FACTORS INFLUENCING LENGTH OF HOSPITAL STAY AND HOSPITAL CHARGES IN PATIENTS WITH INFLAMMATORY BOWEL DISEASE: A FIVE-YEAR POPULATION BASED STUDY
BACKGROUND: Inflammatory bowel diseases (IBD) are chronic inflammatory disorders of the gastrointestinal tract. The remitting and relapsing condition of patients with IBD requires long term therapy and periodic inpatient management. However, there is paucity of literature regarding factors having an effect on in-patient mortality and length of stay (LOS) in the hospital among patients with IBD. Hence, the objective of this study is to determine factors associated with prolongation of hospital stay in this population.
METHODS: We conducted a five-year retrospective analysis and estimated the national inflammatory bowel disease related hospitalization from 2009 to 2013 in the United States, using the Healthcare Cost and Utilization Project National Inpatient Survey Database. The main outcome measures were IBD-associated hospitalizations (ICD-9 codes 555.X and 556.X), length of stay, and total hospital charges. A univariate and multivariable analyses of length of hospital stay and total hospital charges were performed while controlling for potentially confounding variables including age, sex, primary payer, hospital type (teaching or non-teaching), hospital size and hospital location (urban or rural), co-infection with Clostridium difficile. We computed the variance estimates accounting for finite population correction (fpc) factor.
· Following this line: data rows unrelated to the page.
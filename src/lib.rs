//! Demeanor: a State pattern library with a pure core and an imperative shell.
//!
//! A [`Context`] delegates its two request operations to whatever state
//! value is currently attached, and that state can ask for a different one
//! to take its place - changing the context's apparent behavior without
//! changing its type. Handlers are pure functions returning an [`Outcome`];
//! the context applies outcomes by tracing, swapping the active state, and
//! recording the transition in an immutable history.
//!
//! # Core Concepts
//!
//! - **State**: type-safe state representation via the [`State`] trait
//! - **Outcome**: how a handler requests (never performs) a transition
//! - **Context**: the imperative shell owning the single current-state slot
//! - **History**: immutable tracking of transitions over time
//!
//! # Example
//!
//! ```rust
//! use demeanor::builder::ContextBuilder;
//! use demeanor::context::MemorySink;
//! use demeanor::toggle::Toggle;
//!
//! let sink = MemorySink::new();
//! let mut context = ContextBuilder::new()
//!     .initial(Toggle::ConcreteStateA)
//!     .trace(sink.clone())
//!     .build()
//!     .unwrap();
//!
//! context.request_1();
//! assert_eq!(context.current_state(), &Toggle::ConcreteStateB);
//!
//! context.request_2();
//! assert_eq!(context.current_state(), &Toggle::ConcreteStateA);
//!
//! assert_eq!(
//!     sink.lines().first().map(String::as_str),
//!     Some("Context: transition to ConcreteStateA.")
//! );
//! ```

pub mod builder;
pub mod context;
pub mod core;
pub mod toggle;

// Re-export commonly used types
pub use builder::{BuildError, ContextBuilder};
pub use context::{Context, MemorySink, StdoutSink, TraceSink};
pub use core::{Outcome, State, StateHistory, StateTransition};
//! Build errors for context construction.

use thiserror::Error;

/// Errors that can occur when building a context.
///
/// Construction is the only fallible operation in the crate: a context
/// cannot exist without a state, so "no state attached" surfaces here
/// instead of at the request call sites.
#[derive(Debug, Error)]
pub enum BuildError {
    #[error("Initial state not specified. Call .initial(state) before .build()")]
    MissingInitialState,
}
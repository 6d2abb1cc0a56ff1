//! Builder API for ergonomic context construction.
//!
//! This module provides the fluent [`ContextBuilder`] and the
//! [`state_enum!`](crate::state_enum) macro for declaring states with
//! minimal boilerplate while maintaining type safety.

pub mod context;
pub mod error;
pub mod macros;

pub use context::ContextBuilder;
pub use error::BuildError;

use crate::context::Context;
use crate::core::State;

/// Build a context over the given initial state, tracing to stdout.
///
/// # Example
///
/// ```
/// use demeanor::builder::stdout_context;
/// use demeanor::toggle::Toggle;
///
/// let mut context = stdout_context(Toggle::ConcreteStateA);
/// context.request_1();
/// ```
pub fn stdout_context<S: State>(initial: S) -> Context<S> {
    ContextBuilder::new()
        .initial(initial)
        .build()
        .expect("initial state is set")
}
//! Pure core of the State pattern.
//!
//! This module contains the side-effect-free half of the crate:
//! - State definitions via the `State` trait
//! - Handler outcomes that request (never perform) transitions
//! - Immutable history tracking
//!
//! All logic in this module is pure, following the
//! "pure core, imperative shell" philosophy. The shell lives in
//! [`crate::context`].

mod history;
mod state;

pub use history::{StateHistory, StateTransition};
pub use state::{Outcome, State};
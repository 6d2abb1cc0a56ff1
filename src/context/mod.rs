//! Imperative shell: the context that owns the active state.
//!
//! The context forwards its two requests to whatever state is currently
//! attached, then applies the handler's outcome: emitting trace lines,
//! swapping the current-state slot, and recording the transition. All
//! side effects in the crate happen here.

mod trace;

pub use trace::{MemorySink, StdoutSink, TraceSink};

use crate::core::{Outcome, State, StateHistory, StateTransition};
use chrono::Utc;

/// An object whose apparent behavior is whatever its attached state does.
///
/// A context always holds exactly one state value: construction (via
/// [`crate::builder::ContextBuilder`]) requires an initial state, and
/// [`Context::transition_to`] drops the previous one when swapping.
///
/// # Example
///
/// ```rust
/// use demeanor::builder::ContextBuilder;
/// use demeanor::context::MemorySink;
/// use demeanor::toggle::Toggle;
///
/// let sink = MemorySink::new();
/// let mut context = ContextBuilder::new()
///     .initial(Toggle::ConcreteStateA)
///     .trace(sink.clone())
///     .build()
///     .unwrap();
///
/// context.request_1();
/// assert_eq!(context.current_state(), &Toggle::ConcreteStateB);
/// ```
pub struct Context<S: State> {
    current: S,
    sink: Box<dyn TraceSink>,
    history: StateHistory<S>,
}

impl<S: State> Context<S> {
    /// Attach the initial state. Only the builder constructs contexts, so a
    /// context without a state cannot exist.
    ///
    /// Emits the attach trace but records no history entry: history holds
    /// real swaps only.
    pub(crate) fn attach(initial: S, mut sink: Box<dyn TraceSink>) -> Self {
        sink.emit(&format!("Context: transition to {}.", initial.name()));
        Self {
            current: initial,
            sink,
            history: StateHistory::new(),
        }
    }

    /// Get the currently attached state (pure).
    pub fn current_state(&self) -> &S {
        &self.current
    }

    /// Get the transition history (pure).
    pub fn history(&self) -> &StateHistory<S> {
        &self.history
    }

    /// Swap the active state for `next`, dropping the previous one.
    ///
    /// The trace line is emitted before the new state is installed; callers
    /// observing the trace see the announcement first, then behavior from
    /// the new state.
    pub fn transition_to(&mut self, next: S) {
        self.sink
            .emit(&format!("Context: transition to {}.", next.name()));
        let record = StateTransition {
            from: self.current.clone(),
            to: next.clone(),
            timestamp: Utc::now(),
        };
        self.history = self.history.record(record);
        self.current = next;
    }

    /// Forward the first request to the attached state.
    pub fn request_1(&mut self) {
        let outcome = self.current.handle1();
        self.sink
            .emit(&format!("{} handles request1.", self.current.name()));
        self.apply(outcome);
    }

    /// Forward the second request to the attached state.
    pub fn request_2(&mut self) {
        let outcome = self.current.handle2();
        self.sink
            .emit(&format!("{} handles request2.", self.current.name()));
        self.apply(outcome);
    }

    fn apply(&mut self, outcome: Outcome<S>) {
        if let Outcome::Transition(next) = outcome {
            self.sink.emit(&format!(
                "{} wants to change the state of the context.",
                self.current.name()
            ));
            self.transition_to(next);
        }
    }
}

#[cfg(test)]
mod tests {
    use super::*;
    use crate::builder::ContextBuilder;
    use crate::toggle::Toggle;

    fn traced_context(initial: Toggle) -> (Context<Toggle>, MemorySink) {
        let sink = MemorySink::new();
        let context = ContextBuilder::new()
            .initial(initial)
            .trace(sink.clone())
            .build()
            .unwrap();
        (context, sink)
    }

    #[test]
    fn construction_emits_attach_trace_only() {
        let (context, sink) = traced_context(Toggle::ConcreteStateA);

        assert_eq!(
            sink.lines(),
            vec!["Context: transition to ConcreteStateA.".to_string()]
        );
        assert_eq!(context.current_state(), &Toggle::ConcreteStateA);
        assert!(context.history().transitions().is_empty());
    }

    #[test]
    fn request_one_from_a_transitions_to_b() {
        let (mut context, sink) = traced_context(Toggle::ConcreteStateA);

        context.request_1();

        assert_eq!(context.current_state(), &Toggle::ConcreteStateB);
        assert_eq!(
            sink.lines(),
            vec![
                "Context: transition to ConcreteStateA.".to_string(),
                "ConcreteStateA handles request1.".to_string(),
                "ConcreteStateA wants to change the state of the context.".to_string(),
                "Context: transition to ConcreteStateB.".to_string(),
            ]
        );
    }

    #[test]
    fn request_two_on_a_is_a_no_op() {
        let (mut context, sink) = traced_context(Toggle::ConcreteStateA);

        context.request_2();

        assert_eq!(context.current_state(), &Toggle::ConcreteStateA);
        assert_eq!(
            sink.lines(),
            vec![
                "Context: transition to ConcreteStateA.".to_string(),
                "ConcreteStateA handles request2.".to_string(),
            ]
        );
        assert!(context.history().transitions().is_empty());
    }

    #[test]
    fn transition_is_recorded_in_history() {
        let (mut context, _sink) = traced_context(Toggle::ConcreteStateA);

        context.request_1();

        let transitions = context.history().transitions();
        assert_eq!(transitions.len(), 1);
        assert_eq!(transitions[0].from, Toggle::ConcreteStateA);
        assert_eq!(transitions[0].to, Toggle::ConcreteStateB);
    }

    #[test]
    fn full_cycle_returns_to_a() {
        let (mut context, _sink) = traced_context(Toggle::ConcreteStateA);

        context.request_1();
        context.request_2();

        assert_eq!(context.current_state(), &Toggle::ConcreteStateA);
        assert_eq!(
            context.history().get_path(),
            vec![
                &Toggle::ConcreteStateA,
                &Toggle::ConcreteStateB,
                &Toggle::ConcreteStateA,
            ]
        );
    }

    #[test]
    fn direct_transition_traces_before_install() {
        let (mut context, sink) = traced_context(Toggle::ConcreteStateA);

        context.transition_to(Toggle::ConcreteStateB);

        assert_eq!(
            sink.lines().last().map(String::as_str),
            Some("Context: transition to ConcreteStateB.")
        );
        assert_eq!(context.current_state(), &Toggle::ConcreteStateB);
    }

    #[test]
    fn initial_state_b_handles_symmetrically() {
        let (mut context, _sink) = traced_context(Toggle::ConcreteStateB);

        context.request_1();
        assert_eq!(context.current_state(), &Toggle::ConcreteStateB);

        context.request_2();
        assert_eq!(context.current_state(), &Toggle::ConcreteStateA);
    }
}
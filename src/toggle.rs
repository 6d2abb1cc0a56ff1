//! The canonical two-variant toggle.
//!
//! Exactly one handler per variant requests a transition to the other
//! variant; the opposite handler leaves the state alone. This is the
//! classic demonstration of the State pattern, and the mapping below is
//! the observable contract the scenario tests assert.

use crate::state_enum;

state_enum! {
    /// Two-state cycle: A moves to B on `handle1`, B moves back to A on
    /// `handle2`. There is no terminal state.
    pub enum Toggle {
        ConcreteStateA,
        ConcreteStateB,
    }
    handle1: [ConcreteStateA => ConcreteStateB]
    handle2: [ConcreteStateB => ConcreteStateA]
}
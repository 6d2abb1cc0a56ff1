//! State transition history tracking.
//!
//! Provides immutable tracking of the context's transitions over time,
//! following functional programming principles.

use super::state::State;
use chrono::{DateTime, Utc};
use serde::{Deserialize, Serialize};
use std::time::Duration;

/// Record of a single state transition.
///
/// Transitions are immutable values representing a swap from one state
/// to another at a specific point in time.
///
/// # Example
///
/// ```rust
/// use demeanor::core::StateTransition;
/// use demeanor::toggle::Toggle;
/// use chrono::Utc;
///
/// let transition = StateTransition {
///     from: Toggle::ConcreteStateA,
///     to: Toggle::ConcreteStateB,
///     timestamp: Utc::now(),
/// };
/// assert_ne!(transition.from, transition.to);
/// ```
#[derive(Clone, Debug, Serialize, Deserialize)]
#[serde(bound = "")]
pub struct StateTransition<S: State> {
    /// The state being replaced
    pub from: S,
    /// The state being attached
    pub to: S,
    /// When the transition occurred
    pub timestamp: DateTime<Utc>,
}

/// Ordered history of state transitions.
///
/// History is immutable - the `record` method returns a new history
/// with the transition added, following functional programming principles.
///
/// # Example
///
/// ```rust
/// use demeanor::core::{StateHistory, StateTransition};
/// use demeanor::toggle::Toggle;
/// use chrono::Utc;
///
/// let history = StateHistory::new();
///
/// let history = history.record(StateTransition {
///     from: Toggle::ConcreteStateA,
///     to: Toggle::ConcreteStateB,
///     timestamp: Utc::now(),
/// });
///
/// let history = history.record(StateTransition {
///     from: Toggle::ConcreteStateB,
///     to: Toggle::ConcreteStateA,
///     timestamp: Utc::now(),
/// });
///
/// let path = history.get_path();
/// assert_eq!(path.len(), 3); // A -> B -> A
/// ```
#[derive(Clone, Debug, Serialize, Deserialize)]
#[serde(bound = "")]
pub struct StateHistory<S: State> {
    transitions: Vec<StateTransition<S>>,
}

impl<S: State> Default for StateHistory<S> {
    fn default() -> Self {
        Self::new()
    }
}

impl<S: State> StateHistory<S> {
    /// Create a new empty history.
    pub fn new() -> Self {
        Self {
            transitions: Vec::new(),
        }
    }

    /// Record a transition, returning a new history.
    ///
    /// This is a pure function - it does not mutate the existing history
    /// but returns a new one with the transition added.
    ///
    /// # Example
    ///
    /// ```rust
    /// use demeanor::core::{StateHistory, StateTransition};
    /// use demeanor::toggle::Toggle;
    /// use chrono::Utc;
    ///
    /// let history = StateHistory::new();
    /// let new_history = history.record(StateTransition {
    ///     from: Toggle::ConcreteStateA,
    ///     to: Toggle::ConcreteStateB,
    ///     timestamp: Utc::now(),
    /// });
    ///
    /// assert_eq!(new_history.transitions().len(), 1);
    /// assert_eq!(history.transitions().len(), 0); // Original unchanged
    /// ```
    pub fn record(&self, transition: StateTransition<S>) -> Self {
        let mut transitions = self.transitions.clone();
        transitions.push(transition);
        Self { transitions }
    }

    /// Get the path of states traversed.
    ///
    /// Returns references to states in order: the first transition's `from`
    /// state, then the `to` state of each transition.
    pub fn get_path(&self) -> Vec<&S> {
        let mut path = Vec::new();
        if let Some(first) = self.transitions.first() {
            path.push(&first.from);
        }
        for transition in &self.transitions {
            path.push(&transition.to);
        }
        path
    }

    /// Calculate total duration from first to last transition.
    ///
    /// Returns `None` if there are no transitions.
    pub fn duration(&self) -> Option<Duration> {
        if let (Some(first), Some(last)) = (self.transitions.first(), self.transitions.last()) {
            let duration = last.timestamp.signed_duration_since(first.timestamp);
            duration.to_std().ok()
        } else {
            None
        }
    }

    /// Get all transitions in order.
    pub fn transitions(&self) -> &[StateTransition<S>] {
        &self.transitions
    }
}
use std::fmt;
use std::str::FromStr;

use serde::{Deserialize, Serialize};
use strsim::jaro_winkler;

use crate::error::{Result, TrackerError};

/// Macronutrients for a 100g reference portion.
#[derive(Debug, Clone, Copy, PartialEq, Default, Serialize, Deserialize)]
pub struct Macros {
    pub calories: f64,
    pub carbs: f64,
    pub protein: f64,
    pub fat: f64,
}

impl Macros {
    pub const fn new(calories: f64, carbs: f64, protein: f64, fat: f64) -> Self {
        Self {
            calories,
            carbs,
            protein,
            fat,
        }
    }
}

/// Foods with built-in nutrition data.
///
/// Names are matched exactly, so `Food::from_name("사과")` succeeds while
/// any spacing or spelling variant does not.
#[derive(Debug, Clone, Copy, PartialEq, Eq, Hash)]
pub enum Food {
    Apple,
    ChickenBreast,
    Egg,
    Rice,
    Banana,
    Almond,
    SweetPotato,
    Milk,
    Tofu,
}

impl Food {
    /// Every table entry, in display order.
    pub const ALL: [Food; 9] = [
        Food::Apple,
        Food::ChickenBreast,
        Food::Egg,
        Food::Rice,
        Food::Banana,
        Food::Almond,
        Food::SweetPotato,
        Food::Milk,
        Food::Tofu,
    ];

    /// Display name, which is also the lookup key.
    pub fn name(self) -> &'static str {
        match self {
            Food::Apple => "사과",
            Food::ChickenBreast => "닭가슴살",
            Food::Egg => "계란",
            Food::Rice => "밥",
            Food::Banana => "바나나",
            Food::Almond => "아몬드",
            Food::SweetPotato => "고구마",
            Food::Milk => "우유",
            Food::Tofu => "두부",
        }
    }

    /// Per-100g macros.
    pub fn macros(self) -> Macros {
        match self {
            Food::Apple => Macros::new(52.0, 14.0, 0.3, 0.2),
            Food::ChickenBreast => Macros::new(165.0, 0.0, 31.0, 3.6),
            Food::Egg => Macros::new(155.0, 1.1, 13.0, 11.0),
            Food::Rice => Macros::new(130.0, 28.0, 2.7, 0.3),
            Food::Banana => Macros::new(89.0, 23.0, 1.1, 0.3),
            Food::Almond => Macros::new(579.0, 22.0, 21.0, 49.0),
            Food::SweetPotato => Macros::new(86.0, 20.0, 1.6, 0.1),
            Food::Milk => Macros::new(42.0, 5.0, 3.4, 1.0),
            Food::Tofu => Macros::new(76.0, 1.9, 8.0, 4.8),
        }
    }

    /// Exact-match lookup.
    pub fn from_name(name: &str) -> Option<Food> {
        Food::ALL.into_iter().find(|f| f.name() == name)
    }

    /// Names to offer when `query` has no match, closest first.
    ///
    /// Falls back to the first two table entries when nothing is similar.
    pub fn suggestions(query: &str, limit: usize) -> Vec<String> {
        let mut scored: Vec<(Food, f64)> = Food::ALL
            .into_iter()
            .map(|f| (f, jaro_winkler(f.name(), query)))
            .filter(|(_, score)| *score > 0.5)
            .collect();

        scored.sort_by(|a, b| b.1.partial_cmp(&a.1).unwrap_or(std::cmp::Ordering::Equal));

        let mut names: Vec<String> = scored
            .into_iter()
            .take(limit)
            .map(|(f, _)| f.name().to_string())
            .collect();

        if names.is_empty() {
            names = Food::ALL
                .iter()
                .take(limit.min(2))
                .map(|f| f.name().to_string())
                .collect();
        }

        names
    }
}

impl fmt::Display for Food {
    fn fmt(&self, f: &mut fmt::Formatter<'_>) -> fmt::Result {
        f.write_str(self.name())
    }
}

impl FromStr for Food {
    type Err = TrackerError;

    fn from_str(s: &str) -> Result<Self> {
        Food::from_name(s).ok_or_else(|| TrackerError::FoodNotFound {
            name: s.to_string(),
            suggestions: Food::suggestions(s, 3),
        })
    }
}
RESULTS: A total of 295,296 IBD related hospitalizations occurred between 2009 and 2013. Sixty-four percent of the cases were ulcerative colitis (UC) and 36% had diagnosis of Crohn’s disease (CD). The majority of IBD hospitalizations were elderly patients ages greater than 60 years (37%), females (57%) and Caucasians (80%). Sixty-nine percent of the admission types were through emergency department and about 90% of the admissions occurred in urban hospital locations. The median LOS was 3 days (interquartile (IQR) range, 2-6 days) and median hospital charge per patient was $23, 663 (IQR, $13,143-44587). Results from the multivariate analysis showed that – Longer LOSs were significantly associated with CD patients compared to those with UC, elderly patients and males compared with females, teaching hospitals compared to non-teaching hospital and urban hospital locations than rural locations (p-values < 0.001). Blacks and Hispanics patients had significantly shorter hospital stay than White (p-values < 0.05). Similarly, there were significantly shorter LOS in those without C. difficile infection compared with having C-difficile infection, and those with private insurance or self-pay compared with having Medicare coverage (p-values < 0.001). Total charges were significantly higher for CD hospitalization compared to UC, other forms of payment (self-pay, private insurance, Medicaid) compared to Medicare coverage, and urban hospital location than rural hospitals (p-values < 0.001).
DISCUSSION: Limited data exists regarding factors affecting hospital stay in IBD patients hence further studies are required to investigate into other potential factors since addressing those factors may reduce hospitalizations and healthcare costs. Increased vigilance to prevent Clostridium difficile infection among patients with IBD could improve outcomes as well.